*** DATA TO PROCESS Section Begins ***
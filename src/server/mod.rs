//! HTTP intake server
//!
//! Binds to loopback only: hooks on the same machine POST raw events here
//! and get an id back as soon as the row is durable. Nothing on this
//! surface waits on an LLM - the endpoints are a thin shim over the queue
//! and the session registry, which is what keeps the hook path inside its
//! latency budget.

mod sessions;

pub use sessions::{get_stats, init_session, post_observation, post_summary};

use crate::memory::SqliteMemoryStore;
use crate::procs::{OrphanReaper, ProcessTracker};
use crate::queue::{EventQueue, QueueError};
use axum::{http::StatusCode, response::IntoResponse, routing, Router};
use std::net::SocketAddr;
use std::sync::Arc;
use tokio::net::TcpListener;

/// State shared across the intake handlers
#[derive(Clone)]
pub struct AppState {
    pub queue: Arc<EventQueue>,
    pub memory: Arc<SqliteMemoryStore>,
    pub tracker: Arc<ProcessTracker>,
    pub reaper: Arc<OrphanReaper>,
}

/// API error responses
/// Converted to HTTP status codes via IntoResponse
#[derive(Debug)]
pub enum ApiError {
    BadRequest(String),
    /// Duplicate summary request for a session that already has one in flight
    Conflict(String),
    /// The embedded store refused the write
    StorageUnavailable(String),
}

impl IntoResponse for ApiError {
    fn into_response(self) -> axum::response::Response {
        let (status, message) = match self {
            ApiError::BadRequest(msg) => (StatusCode::BAD_REQUEST, msg),
            ApiError::Conflict(msg) => (StatusCode::CONFLICT, msg),
            ApiError::StorageUnavailable(msg) => (StatusCode::SERVICE_UNAVAILABLE, msg),
        };

        tracing::error!("API error: {} - {}", status, message);

        (status, message).into_response()
    }
}

impl From<QueueError> for ApiError {
    fn from(e: QueueError) -> Self {
        match e {
            QueueError::DuplicatePending { .. } => ApiError::Conflict(e.to_string()),
            QueueError::Storage(_) | QueueError::Pool(_) => {
                ApiError::StorageUnavailable(e.to_string())
            }
        }
    }
}

/// Build the intake router.
pub fn build_router(state: AppState) -> Router {
    Router::new()
        .route("/api/sessions/init", routing::post(init_session))
        .route("/api/sessions/observations", routing::post(post_observation))
        .route("/api/sessions/summary", routing::post(post_summary))
        .route("/api/stats", routing::get(get_stats))
        .with_state(state)
}

/// Start the intake server; resolves when `shutdown_rx` fires and in-flight
/// requests have drained.
pub async fn start_server(
    bind_addr: SocketAddr,
    state: AppState,
    shutdown_rx: tokio::sync::oneshot::Receiver<()>,
) -> anyhow::Result<()> {
    let app = build_router(state);

    let listener = TcpListener::bind(bind_addr).await?;
    tracing::info!("Intake listening on {}", bind_addr);

    axum::serve(listener, app)
        .with_graceful_shutdown(async move {
            shutdown_rx.await.ok();
        })
        .await?;

    tracing::info!("Intake server shut down gracefully");
    Ok(())
}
*** DATA TO PROCESS Section Ends ***
THE PROBLEM:
Retype all of the entries precisely as they are.

SOLUTION FOR THIS PROBLEM:
filename src/server/mod.rs
//! HTTP intake server
//!
//! Binds to loopback only: hooks on the same machine POST raw events here
//! and get an id back as soon as the row is durable. Nothing on this
//! surface waits on an LLM - the endpoints are a thin shim over the queue
//! and the session registry, which is what keeps the hook path inside its
//! latency budget.

mod sessions;

pub use sessions::{get_stats, init_session, post_observation, post_summary};

use crate::memory::SqliteMemoryStore;
use crate::procs::{OrphanReaper, ProcessTracker};
use crate::queue::{EventQueue, QueueError};
use axum::{http::StatusCode, response::IntoResponse, routing, Router};
use std::net::SocketAddr;
use std::sync::Arc;
use tokio::net::TcpListener;

/// State shared across the intake handlers
#[derive(Clone)]
pub struct AppState {
    pub queue: Arc<EventQueue>,
    pub memory: Arc<SqliteMemoryStore>,
    pub tracker: Arc<ProcessTracker>,
    pub reaper: Arc<OrphanReaper>,
}

/// API error responses
/// Converted to HTTP status codes via IntoResponse
#[derive(Debug)]
pub enum ApiError {
    BadRequest(String),
    /// Duplicate summary request for a session that already has one in flight
    Conflict(String),
    /// The embedded store refused the write
    StorageUnavailable(String),
}

impl IntoResponse for ApiError {
    fn into_response(self) -> axum::response::Response {
        let (status, message) = match self {
            ApiError::BadRequest(msg) => (StatusCode::BAD_REQUEST, msg),
            ApiError::Conflict(msg) => (StatusCode::CONFLICT, msg),
            ApiError::StorageUnavailable(msg) => (StatusCode::SERVICE_UNAVAILABLE, msg),
        };

        tracing::error!("API error: {} - {}", status, message);

        (status, message).into_response()
    }
}

impl From<QueueError> for ApiError {
    fn from(e: QueueError) -> Self {
        match e {
            QueueError::DuplicatePending { .. } => ApiError::Conflict(e.to_string()),
            QueueError::Storage(_) | QueueError::Pool(_) => {
                ApiError::StorageUnavailable(e.to_string())
            }
        }
    }
}

/// Build the intake router.
pub fn build_router(state: AppState) -> Router {
    Router::new()
        .route("/api/sessions/init", routing::post(init_session))
        .route("/api/sessions/observations", routing::post(post_observation))
        .route("/api/sessions/summary", routing::post(post_summary))
        .route("/api/stats", routing::get(get_stats))
        .with_state(state)
}

/// Start the intake server; resolves when `shutdown_rx` fires and in-flight
/// requests have drained.
pub async fn start_server(
    bind_addr: SocketAddr,
    state: AppState,
    shutdown_rx: tokio::sync::oneshot::Receiver<()>,
) -> anyhow::Result<()> {
    let app = build_router(state);

    let listener = TcpListener::bind(bind_addr).await?;
    tracing::info!("Intake listening on {}", bind_addr);

    axum::serve(listener, app)
        .with_graceful_shutdown(async move {
            shutdown_rx.await.ok();
        })
        .await?;

    tracing::info!("Intake server shut down gracefully");
    Ok(())
}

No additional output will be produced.